… The 猹 turns and flees from his crotch. ** This youth is leap earth. ** I knew him when I was in my teens, so it will be thirty years now;

As above, Markdown rendering failed…

Conclusion first, it’s not the Nuggets’ problem, Markdown said so. More specifically, this is due to differences between natural languages. While this has had an impact, I don’t think the Markdown specification will change the rules in this area in the foreseeable future.

CommonMark specification

Markdown uses * and _ as emphasis indicators. Text wrapped with a single * or _ will be wrapped with HTML tags (that is, italics); Those wrapped by two will be wrapped by the HTML tag (that is, bold).

Before we get to the question, let’s talk about what some of the key terms mean:

Delimiter sequence (Delimiter Run)

Delimiter classes refer to:

  • One or a series of unescaped*;
  • One or a series of unescaped_.

Left flanking Delimiter Run

The left delimiter sequence is a delimiter sequence, and:

  1. It can’t be blank;
  2. When there is no white space or punctuation in front of it, it cannot be followed by punctuation.
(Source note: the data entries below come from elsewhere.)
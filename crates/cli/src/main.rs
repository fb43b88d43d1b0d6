//! `simulator`: the command-line driver. Assembles a source file, runs it on
//! the `procsim-core` processor model, and writes the six output artifacts.

mod assembler;
mod output;

use std::fs;
use std::io::{self, Write};
use std::path::{Path, PathBuf};
use std::process::ExitCode;

use clap::{Args, Parser, Subcommand};
use procsim_core::common::{ProgramStatus, SimError, SimResult};
use procsim_core::config::Config;
use procsim_core::core::Processor;
use tracing_subscriber::prelude::*;

#[derive(Debug, Parser)]
#[command(name = "simulator", about = "A cycle-accurate out-of-order processor simulator")]
struct Cli {
    #[command(subcommand)]
    command: Command,
}

#[derive(Debug, Subcommand)]
enum Command {
    /// Assembles and runs a program, writing the output artifacts.
    Run(RunArgs),
}

#[derive(Debug, Args)]
struct RunArgs {
    /// Path to the assembly source file.
    assembly_file: PathBuf,

    /// Pause after every cycle, accepting R/D (dump registers/memory) or E (exit).
    #[arg(short, long)]
    step: bool,

    /// Mirror the debug log to stderr as the simulation runs.
    #[arg(short, long)]
    verbose: bool,

    /// Directory the six output artifacts are written into.
    #[arg(short, long, default_value = "output")]
    output: PathBuf,

    /// JSON configuration file; unspecified fields fall back to their defaults.
    #[arg(short, long)]
    config: Option<PathBuf>,

    /// Stop the run after this many cycles even if the program hasn't finished.
    #[arg(long)]
    max_cycles: Option<u64>,
}

fn main() -> ExitCode {
    let cli = Cli::parse();
    match run(&cli.command) {
        Ok(()) => ExitCode::SUCCESS,
        Err(err) => {
            eprintln!("simulator: {err}");
            ExitCode::FAILURE
        }
    }
}

fn run(command: &Command) -> SimResult<()> {
    let Command::Run(args) = command;

    fs::create_dir_all(&args.output)
        .map_err(|e| SimError::Input(format!("cannot create output directory {}: {e}", args.output.display())))?;
    install_tracing(&args.output, args.verbose)?;

    let config = load_config(args.config.as_deref())?;
    let source = fs::read_to_string(&args.assembly_file)
        .map_err(|e| SimError::Input(format!("cannot read {}: {e}", args.assembly_file.display())))?;
    let assembled = assembler::assemble(&source)?;
    fs::write(args.output.join("assembly.hex"), assembled.hex_image())
        .map_err(|e| SimError::Input(format!("cannot write assembly.hex: {e}")))?;

    let mut processor = Processor::new(config, &assembled.image_bytes());
    for preload in &assembled.preloads {
        processor.preload_data(preload.address, preload.value);
    }

    let status =
        if args.step { run_step_mode(&mut processor, args.max_cycles)? } else { processor.run(args.max_cycles)? };
    tracing::info!(cycles = processor.cycles(), ?status, "run finished");

    write_artifacts(&args.output, &config, &processor)
}

/// Installs a `tracing` subscriber with a file layer writing `debug.log`
/// (always on) and, when `-v` is given, a second layer mirroring the same
/// events to stderr.
fn install_tracing(output_dir: &Path, verbose: bool) -> SimResult<()> {
    let debug_log_path = output_dir.join("debug.log");
    let file = fs::File::create(&debug_log_path)
        .map_err(|e| SimError::Input(format!("cannot create {}: {e}", debug_log_path.display())))?;
    let file_layer = tracing_subscriber::fmt::layer().with_writer(std::sync::Mutex::new(file)).with_ansi(false);
    let stderr_layer = verbose.then(|| tracing_subscriber::fmt::layer().with_writer(io::stderr));
    tracing_subscriber::registry().with(file_layer).with(stderr_layer).init();
    Ok(())
}

fn load_config(path: Option<&Path>) -> SimResult<Config> {
    let Some(path) = path else { return Ok(Config::default()) };
    let text = fs::read_to_string(path)
        .map_err(|e| SimError::Input(format!("cannot read config {}: {e}", path.display())))?;
    serde_json::from_str(&text).map_err(|e| SimError::Input(format!("invalid config {}: {e}", path.display())))
}

/// Runs one cycle at a time, pausing for a keypress after each: `R`/`D` dump
/// registers/memory to stdout, `E` stops stepping early, anything else
/// continues. An early `E` is not end-of-program; the caller still writes
/// whatever artifacts reflect the state reached so far.
fn run_step_mode(processor: &mut Processor, max_cycles: Option<u64>) -> SimResult<ProgramStatus> {
    loop {
        let status = processor.step()?;
        if status != ProgramStatus::Running {
            return Ok(status);
        }
        if let Some(limit) = max_cycles {
            if processor.cycles() >= limit {
                return Ok(ProgramStatus::CycleLimitReached);
            }
        }

        print!("cycle {} [R/D/E/enter] > ", processor.cycles());
        io::stdout().flush().map_err(|e| SimError::Input(format!("stdout closed: {e}")))?;
        let mut line = String::new();
        if io::stdin().read_line(&mut line).unwrap_or(0) == 0 {
            return Ok(ProgramStatus::Running);
        }
        match line.trim().chars().next() {
            Some('R' | 'r') => println!("{}", output::memory_dump(processor.registers().bank())),
            Some('D' | 'd') => println!("{}", output::memory_dump(processor.data_memory())),
            Some('E' | 'e') => return Ok(ProgramStatus::Running),
            _ => {}
        }
    }
}

fn write_artifacts(output_dir: &Path, config: &Config, processor: &Processor) -> SimResult<()> {
    let write = |name: &str, contents: String| -> SimResult<()> {
        fs::write(output_dir.join(name), contents)
            .map_err(|e| SimError::Input(format!("cannot write {name}: {e}")))
    };
    write("memory.dat", output::memory_dump(processor.data_memory()))?;
    write("registers.dat", output::memory_dump(processor.registers().bank()))?;
    write("pipeline.dat", output::pipeline_flow(processor.stats()))?;
    write("output.log", output::run_log(config, processor.stats()))
}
Right-flanking Delimiter Run

The right delimiter sequence is a delimiter sequence, and:

  1. It can’t be blank;
  2. It cannot be preceded by punctuation when there is no white space or punctuation.

  1. when**Is part of the left delimiter sequence, it represents the beginning of bold;
  2. when**Is part of the right delimiter sequence, it represents the end bold;

Same thing with italics.

(There are 17 rules, which I won’t go into here, but you can check out the CommonMark specification if you’re interested.)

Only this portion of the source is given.